Three days in, I had decided on a story that I really liked, and had drawn a sketch of what the main characters would look like in their costumes as street performers (my novel is about performers who work busking as living statues. It's a romance.)
Five days in, I sat down at the keys and starting with zero words written on the story and only very basic character bios and story notes, I started to write.
That was day 1 of NaNoWriMo 2016.
I wrote 12,362 words that day.
The next day, I wrote 13,088 words.
The next, I wrote 7876 words.
Then, on day four of Nano, I hit an all time personal best for writing in one day: I wrote 17,042 words, and reached the 'goal' target word count of 50K with 368 extra words on top.
But the story wasn't done. So on day five I wrote 10,152 words.
Yesterday, despite the fact I'd locked up my neck, shoulder and arm by typing so much in so short a time I wrote 1690 words to fill in a gap in the story that needed filling in the middle.
So the novel sits now, a 'finished' first draft at 62,210 words (I tinkered a bit here and there the past two days) and now I have to tell myself to keep my hands off of it before I start editing. I always let my NaNo novels sit for two months before I edit them, and this one should be no exception.
All of this writing made possible by the little green brand name pills that work, as opposed to the little blue generic ones that do not.
So why can't I just take the brand name all the time, you ask? Then I'd be able to write, and in theory paint, draw, and do all kinds of creative things whenever I had the physical energy to.
Because Medicare will not pay for the brand name med. Under any circumstances. Period. No way to appeal it. Also, I do not qualify for any manufacturer discounts or assistance, because I have Medicare. Why that is, I cannot fathom.
It's hard enough to find a Medicare Part D plan that pays for the generic at a percentage that you can actually afford. Believe me, after several trips through the so-called 'donut hole' (the Medicare D coverage gap) there is no way we could afford to even keep me on the generic unless I switched Part D plans in 2017, which I have set in motion.
It makes me so angry that there is medicine that helps my Bipolar more than others do (and I've tried the cheaper alternatives, my body couldn't tolerate them) and I can't have it all the time to help make life more livable. To give me back my sense of purpose I feel when I can write something... anything... instead of sleeping all the time, feeling even too numb to cry over my mental state as the Bipolar depression kicks back in and takes over my brain.
People have asked if I just flipped over to being manic and that is how I wrote so fast. No, not this time.

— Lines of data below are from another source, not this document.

use std::path::PathBuf;

use anyhow::{Context, Result};
use serde::Deserialize;

/// Compiled-in fallback for the token cipher passphrase so first runs work;
/// override it in the config file.
const DEFAULT_PASSPHRASE: &str = "kubedeck-local-store";

/// Tool configuration, loaded from ~/.kubedeck/config.toml when present.
#[derive(Clone, Debug, Deserialize)]
#[serde(default, deny_unknown_fields)]
pub struct AppConfig {
    /// API server port.
    pub port: u16,

    /// Trust the server certificate without verification. Self-signed
    /// cluster certificates are the expected deployment, so this defaults
    /// to true; set it to false to require a verifiable chain.
    pub accept_invalid_certs: bool,

    /// Credential store file; defaults to credentials.json next to this
    /// config.
    pub store_path: Option<PathBuf>,

    /// Passphrase the token cipher derives its key from. Not a security
    /// boundary; it keeps tokens out of casual file reads.
    pub passphrase: String,
}

impl Default for AppConfig {
    fn default() -> Self {
        Self {
            port: kubedeck_k8s::DEFAULT_PORT,
            accept_invalid_certs: true,
            store_path: None,
            passphrase: DEFAULT_PASSPHRASE.to_string(),
        }
    }
}

impl AppConfig {
    /// Default config file (~/.kubedeck/config.toml).
    pub fn default_path() -> Option<PathBuf> {
        Some(dirs::home_dir()?.join(".kubedeck").join("config.toml"))
    }

    /// Loads the configuration, falling back to defaults when no file
    /// exists.
    pub fn load() -> Result<Self> {
        let Some(path) = Self::default_path() else {
            return Ok(Self::default());
        };
        if !path.exists() {
            return Ok(Self::default());
        }

        let content = std::fs::read_to_string(&path)
            .with_context(|| format!("failed to read {}", path.display()))?;
        toml::from_str(&content).with_context(|| format!("failed to parse {}", path.display()))
    }

    /// Resolved credential store location.
    pub fn store_path(&self) -> Result<PathBuf> {
        if let Some(path) = &self.store_path {
            return Ok(path.clone());
        }
        kubedeck_store::CredentialStore::default_path()
            .context("failed to determine the home directory")
    }
}

#[cfg(test)]
mod tests {
    use super::*;

    #[test]
    fn test_defaults() {
        let config = AppConfig::default();
        assert_eq!(config.port, 6443);
        assert!(config.accept_invalid_certs);
        assert_eq!(config.passphrase, DEFAULT_PASSPHRASE);
    }

    #[test]
    fn test_partial_file_overrides() {
        let config: AppConfig =
            toml::from_str("port = 8443\naccept_invalid_certs = false").unwrap();
        assert_eq!(config.port, 8443);
        assert!(!config.accept_invalid_certs);
        assert_eq!(config.passphrase, DEFAULT_PASSPHRASE);
    }

    #[test]
    fn test_unknown_keys_are_rejected() {
        assert!(toml::from_str::<AppConfig>("prot = 8443").is_err());
    }
}
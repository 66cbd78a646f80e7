//! Cluster API access for kubedeck
//!
//! This crate provides the authenticated session, the typed resource
//! catalog for namespaces, pods, deployments, services, ingresses and
//! nodes, and the expose/teardown workflows.

mod catalog;
mod error;
mod expose;
mod session;

pub use catalog::ResourceCatalog;
pub use error::ApiError;
pub use expose::{
    ExposeError, ExposeOutcome, ExposeRequest, TeardownOutcome, expose, ingress_manifest,
    service_manifest, unexpose,
};
pub use session::{DEFAULT_PORT, Session, SessionOptions};

// Re-export types that are used in our public API
pub use kubedeck_types::{
    DeploymentRecord, IngressRecord, NamespaceRecord, NodeRecord, NodeUsage, PodRecord,
    ServiceRecord,
};
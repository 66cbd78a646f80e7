mod cli;
mod commands;
mod config;

use anyhow::Result;
use clap::Parser;

use kubedeck_k8s::{ApiError, ExposeError, ExposeRequest};
use kubedeck_store::StoreError;

use crate::cli::{Cli, Command};
use crate::config::AppConfig;

#[tokio::main]
async fn main() {
    let cli = Cli::parse();

    // Initialize tracing for debugging
    tracing_subscriber::fmt()
        .with_env_filter(
            tracing_subscriber::EnvFilter::from_default_env()
                .add_directive(tracing::Level::WARN.into()),
        )
        .with_writer(std::io::stderr)
        .init();

    if let Err(err) = run(cli).await {
        eprintln!("Error: {err:#}");
        std::process::exit(exit_code(&err));
    }
}

async fn run(cli: Cli) -> Result<()> {
    let config = AppConfig::load()?;

    match &cli.command {
        Command::Login { name } => commands::login(&cli, &config, name).await,
        Command::Logins => commands::logins(&config),
        Command::Get { kind, namespace } => {
            let session = commands::connect(&cli, &config).await?;
            commands::get(&session, *kind, namespace.as_deref(), cli.output).await
        }
        Command::Create { resource } => {
            let session = commands::connect(&cli, &config).await?;
            commands::create(&session, resource).await
        }
        Command::Delete {
            kind,
            name,
            namespace,
        } => {
            let session = commands::connect(&cli, &config).await?;
            commands::delete(&session, *kind, name, namespace.as_deref()).await
        }
        Command::Expose {
            deployment,
            namespace,
            container_port,
            service_port,
            domain,
        } => {
            let session = commands::connect(&cli, &config).await?;
            let request = ExposeRequest {
                deployment: deployment.clone(),
                namespace: namespace.clone(),
                container_port: *container_port,
                service_port: *service_port,
                domain: domain.clone(),
            };
            commands::expose(&session, request).await
        }
        Command::Unexpose { ingress, namespace } => {
            let session = commands::connect(&cli, &config).await?;
            commands::unexpose(&session, namespace, ingress).await
        }
        Command::Watch => {
            let session = commands::connect(&cli, &config).await?;
            commands::watch(&session).await
        }
    }
}

/// Exit code by error category: 0 success, 1 transport, 2 auth,
/// 3 forbidden, 4 api status, 5 parse, 6 store or config.
fn exit_code(err: &anyhow::Error) -> i32 {
    if let Some(api) = err.downcast_ref::<ApiError>() {
        return api.exit_code();
    }
    if let Some(expose) = err.downcast_ref::<ExposeError>() {
        return expose.exit_code();
    }
    if err.downcast_ref::<StoreError>().is_some() {
        return 6;
    }

    1
}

In the past, yes; I did go on manic writing sprees to write most of my other books. But this time was different. I ate, slept, rested, and went at a comfortable pace instead of feeling so driven, driven, driven to get the word count up.

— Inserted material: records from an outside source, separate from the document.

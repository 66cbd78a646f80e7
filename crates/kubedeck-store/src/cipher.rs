//! Reversible token sealing.

use aes::cipher::block_padding::Pkcs7;
use aes::cipher::{BlockDecryptMut, BlockEncryptMut, KeyIvInit};
use base64::Engine;
use base64::engine::general_purpose::STANDARD;
use rand::RngCore;

type Aes128CbcEnc = cbc::Encryptor<aes::Aes128>;
type Aes128CbcDec = cbc::Decryptor<aes::Aes128>;

const KEY_LEN: usize = 16;
const IV_LEN: usize = 16;

/// Possible errors from opening a sealed token blob.
#[derive(thiserror::Error, Debug)]
pub enum CryptoError {
    /// The blob is not valid base64.
    #[error("blob is not valid base64")]
    Encoding(#[from] base64::DecodeError),

    /// The blob is too short to carry an iv.
    #[error("blob is too short to carry an iv")]
    Truncated,

    /// The ciphertext failed to decrypt with this key.
    #[error("blob failed to decrypt")]
    Decrypt,

    /// The decrypted bytes are not a utf-8 token.
    #[error("decrypted token is not valid utf-8")]
    Utf8(#[from] std::string::FromUtf8Error),
}

/// Reversible token cipher: AES-128-CBC with a fresh random iv per seal,
/// the iv prepended to the ciphertext and the whole blob base64-encoded.
///
/// The key is the passphrase truncated or space-padded to 16 bytes. This is
/// reversible at-rest storage, not a security boundary; the passphrase comes
/// from configuration so deployments can at least rotate it.
#[derive(Clone)]
pub struct TokenCipher {
    key: [u8; KEY_LEN],
}

impl TokenCipher {
    /// Derives the cipher key from a passphrase.
    pub fn new(passphrase: &str) -> Self {
        let mut key = [b' '; KEY_LEN];
        let bytes = passphrase.as_bytes();
        let len = bytes.len().min(KEY_LEN);
        key[..len].copy_from_slice(&bytes[..len]);

        Self { key }
    }

    /// Encrypts a token; every call draws a fresh iv, so two seals of the
    /// same token differ.
    pub fn seal(&self, token: &str) -> String {
        let mut iv = [0u8; IV_LEN];
        rand::thread_rng().fill_bytes(&mut iv);

        let ciphertext = Aes128CbcEnc::new(&self.key.into(), &iv.into())
            .encrypt_padded_vec_mut::<Pkcs7>(token.as_bytes());

        let mut blob = Vec::with_capacity(IV_LEN + ciphertext.len());
        blob.extend_from_slice(&iv);
        blob.extend_from_slice(&ciphertext);

        STANDARD.encode(blob)
    }

    /// Decrypts a blob produced by [`TokenCipher::seal`], reading the
    /// leading iv first.
    pub fn open(&self, blob: &str) -> Result<String, CryptoError> {
        let bytes = STANDARD.decode(blob)?;
        if bytes.len() < IV_LEN {
            return Err(CryptoError::Truncated);
        }

        let (iv, ciphertext) = bytes.split_at(IV_LEN);
        let iv: [u8; IV_LEN] = iv.try_into().map_err(|_| CryptoError::Truncated)?;

        let plaintext = Aes128CbcDec::new(&self.key.into(), &iv.into())
            .decrypt_padded_vec_mut::<Pkcs7>(ciphertext)
            .map_err(|_| CryptoError::Decrypt)?;

        Ok(String::from_utf8(plaintext)?)
    }
}

#[cfg(test)]
mod tests {
    use super::*;

    #[test]
    fn test_round_trip() {
        let cipher = TokenCipher::new("a passphrase");
        for token in ["t", "a-longer-bearer-token", "exactly-16-bytes"] {
            let blob = cipher.seal(token);
            assert_eq!(cipher.open(&blob).unwrap(), token);
        }
    }

    #[test]
    fn test_fresh_iv_per_seal() {
        let cipher = TokenCipher::new("a passphrase");
        let first = cipher.seal("token");
        let second = cipher.seal("token");

        assert_ne!(first, second);
        assert_eq!(cipher.open(&first).unwrap(), "token");
        assert_eq!(cipher.open(&second).unwrap(), "token");
    }

    #[test]
    fn test_key_padding_and_truncation() {
        let short = TokenCipher::new("abc");
        let blob = short.seal("token");
        assert_eq!(short.open(&blob).unwrap(), "token");

        // Keys agree on the first 16 bytes, so the blobs interchange.
        let long = TokenCipher::new("0123456789abcdefEXTRA");
        let truncated = TokenCipher::new("0123456789abcdef");
        let blob = long.seal("token");
        assert_eq!(truncated.open(&blob).unwrap(), "token");
    }

    #[test]
    fn test_corrupt_blob_is_an_error() {
        let cipher = TokenCipher::new("a passphrase");
        assert!(matches!(
            cipher.open("not base64!!!"),
            Err(CryptoError::Encoding(_))
        ));
        assert!(matches!(cipher.open("AAAA"), Err(CryptoError::Truncated)));

        let blob = cipher.seal("token");
        let other = TokenCipher::new("different passphrase");
        assert_ne!(other.open(&blob).ok().as_deref(), Some("token"));
    }
}
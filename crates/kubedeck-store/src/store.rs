//! File-backed store of login profiles.

use std::fs;
use std::path::PathBuf;

use serde::{Deserialize, Serialize};
use tracing::warn;

use kubedeck_types::Credential;

use crate::cipher::TokenCipher;

/// Possible errors from the credential store.
#[derive(thiserror::Error, Debug)]
pub enum StoreError {
    /// Failed to read or write the store file.
    #[error("store io: {0}")]
    Io(#[from] std::io::Error),

    /// The store file holds something that is not a credential list.
    #[error("store file is corrupt: {0}")]
    Corrupt(#[from] serde_json::Error),
}

/// One persisted login profile; the token is sealed.
#[derive(Clone, Debug, Serialize, Deserialize)]
pub struct StoredCredential {
    pub name: String,
    pub host: String,
    pub token: String,
}

/// File-backed store of login profiles.
///
/// Records load into an in-memory cache at construction; name
/// de-duplication scans that cache and every mutation rewrites the whole
/// file. Mutations take `&mut self`, which linearizes each save with the
/// reads its de-duplication depends on.
pub struct CredentialStore {
    path: PathBuf,
    cipher: TokenCipher,
    records: Vec<StoredCredential>,
}

impl CredentialStore {
    /// Default store file (~/.kubedeck/credentials.json).
    pub fn default_path() -> Option<PathBuf> {
        let home = dirs::home_dir()?;
        Some(home.join(".kubedeck").join("credentials.json"))
    }

    /// Opens the store, loading any existing records into the cache. A
    /// missing file is an empty store, not an error.
    pub fn open(path: PathBuf, cipher: TokenCipher) -> Result<Self, StoreError> {
        let records = match fs::read_to_string(&path) {
            Ok(content) => serde_json::from_str(&content)?,
            Err(err) if err.kind() == std::io::ErrorKind::NotFound => Vec::new(),
            Err(err) => return Err(err.into()),
        };

        Ok(Self {
            path,
            cipher,
            records,
        })
    }

    /// Saves a login profile under the first free name and returns the name
    /// it was stored under, or `None` when an equivalent profile already
    /// exists.
    pub fn save(&mut self, name: &str, host: &str, token: &str) -> Result<Option<String>, StoreError> {
        if self.is_saved(name, host, token) {
            return Ok(None);
        }

        let unique = self.unique_name(name, host);
        let sealed = self.cipher.seal(token);
        self.records.push(StoredCredential {
            name: unique.clone(),
            host: host.to_string(),
            token: sealed,
        });
        self.persist()?;

        Ok(Some(unique))
    }

    /// Already-saved short-circuit: any record whose name merely starts with
    /// the requested one, on the same host with the same token. Note this is
    /// looser than the exact matching used for suffix assignment.
    fn is_saved(&self, name: &str, host: &str, token: &str) -> bool {
        self.records.iter().any(|record| {
            record.name.starts_with(name)
                && record.host == host
                && self
                    .cipher
                    .open(&record.token)
                    .is_ok_and(|stored| stored == token)
        })
    }

    /// First unused name among `name`, `name_1`, `name_2`… on this host,
    /// comparing existing names exactly.
    fn unique_name(&self, name: &str, host: &str) -> String {
        let taken: Vec<&str> = self
            .records
            .iter()
            .filter(|record| record.host == host)
            .map(|record| record.name.as_str())
            .collect();

        if !taken.contains(&name) {
            return name.to_string();
        }

        let mut suffix = 1;
        loop {
            let candidate = format!("{name}_{suffix}");
            if !taken.contains(&candidate.as_str()) {
                return candidate;
            }
            suffix += 1;
        }
    }

    /// Lists saved profiles with tokens opened for reuse. A blob that fails
    /// to decrypt yields an empty token rather than an error; callers must
    /// tolerate a blank token.
    pub fn list(&self) -> Vec<Credential> {
        self.records
            .iter()
            .map(|record| {
                let token = match self.cipher.open(&record.token) {
                    Ok(token) => token,
                    Err(err) => {
                        warn!("stored token for {} is unreadable: {err}", record.name);
                        String::new()
                    }
                };
                Credential::new(record.name.clone(), record.host.clone(), token)
            })
            .collect()
    }

    /// Removes the first record matching the exact `(name, host, token)`
    /// triple; invoked when the API reports the token unauthorized.
    pub fn delete_matching(
        &mut self,
        name: &str,
        host: &str,
        token: &str,
    ) -> Result<bool, StoreError> {
        let position = self.records.iter().position(|record| {
            record.name == name
                && record.host == host
                && self
                    .cipher
                    .open(&record.token)
                    .is_ok_and(|stored| stored == token)
        });

        match position {
            Some(index) => {
                self.records.remove(index);
                self.persist()?;
                Ok(true)
            }
            None => Ok(false),
        }
    }

    /// Number of saved profiles.
    pub fn len(&self) -> usize {
        self.records.len()
    }

    pub fn is_empty(&self) -> bool {
        self.records.is_empty()
    }

    fn persist(&self) -> Result<(), StoreError> {
        if let Some(parent) = self.path.parent() {
            fs::create_dir_all(parent)?;
        }
        let content = serde_json::to_string_pretty(&self.records)?;
        fs::write(&self.path, content)?;

        Ok(())
    }
}
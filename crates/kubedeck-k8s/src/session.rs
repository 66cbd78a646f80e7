use http::Uri;
use k8s_openapi::api::core::v1::Pod;
use kube::api::ListParams;
use kube::{Api, Client, Config};
use tracing::debug;

use crate::error::ApiError;

/// Default API server port.
pub const DEFAULT_PORT: u16 = 6443;

/// Connection policy for a cluster session.
#[derive(Clone, Debug)]
pub struct SessionOptions {
    /// API server port.
    pub port: u16,

    /// Trust the server certificate without verification. Clusters this tool
    /// targets serve self-signed certificates, so this defaults to `true`;
    /// it is an explicit policy knob, not a hidden default — set it to
    /// `false` to require a verifiable chain.
    pub accept_invalid_certs: bool,
}

impl Default for SessionOptions {
    fn default() -> Self {
        Self {
            port: DEFAULT_PORT,
            accept_invalid_certs: true,
        }
    }
}

/// An authenticated connection to one cluster API server.
///
/// Constructed once per login and passed by reference to every operation.
/// The bearer token and endpoint never change after construction; a re-login
/// builds a fresh session.
pub struct Session {
    client: Client,
    host: String,
}

impl Session {
    /// Connects to `https://{host}:{port}` with bearer auth and validates
    /// the token with a single-item list call.
    pub async fn connect(
        host: &str,
        token: &str,
        options: &SessionOptions,
    ) -> Result<Self, ApiError> {
        let url = format!("https://{}:{}", host, options.port)
            .parse::<Uri>()
            .map_err(|err| ApiError::Endpoint(err.to_string()))?;

        debug!(
            "connecting to {} (accept_invalid_certs: {})",
            url, options.accept_invalid_certs
        );

        let mut config = Config::new(url);
        config.accept_invalid_certs = options.accept_invalid_certs;
        config.auth_info.token = Some(token.to_string().into());

        let client = Client::try_from(config).map_err(ApiError::from)?;

        let session = Self {
            client,
            host: host.to_string(),
        };
        session.validate().await?;

        Ok(session)
    }

    /// Verifies the bearer token against the pod collection; a 401 here is
    /// the signal callers use to purge the matching stored credential.
    async fn validate(&self) -> Result<(), ApiError> {
        let pods: Api<Pod> = Api::all(self.client.clone());
        pods.list(&ListParams::default().limit(1))
            .await
            .map_err(ApiError::from)?;

        Ok(())
    }

    /// Returns a cloned client handle for API calls.
    pub fn client(&self) -> Client {
        self.client.clone()
    }

    /// The host this session was opened against.
    pub fn host(&self) -> &str {
        &self.host
    }
}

I just let the story tell itself to me and went where it wanted to go.
I need to remember that even if no one else ever sees it (and that is the current plan... this was written just for me, what I call a 'trunk novel') I was able to write it, and that's a personal victory.
It's also a powerful reminder for when I run out of the brand name med in five days time and have to go back to the generic and the depression creeps back as I know it inevitably will... I now know for sure that it's not me; it's my brain. It's the disease. It's the medication used to try to treat the disease. These are the things preventing me from writing; not being lazy or not trying.
No one will ever know how hard I tried during all that time when I couldn't write.
So now I'm left feeling the range of emotions... and most of all sad knowing that soon, feeling better will come to an end, and all because of the almighty dollar.
Those forced to live with a disease like Bipolar-- we all deserve better than this.
We all deserve access to the medications that can actually help us.
May the day come when we finally have it.
Until then, even when I can't write I need to look at this story, Still As Stone (working title) and remind myself that I am a writer.
I still am a writer, after all. I'm still me.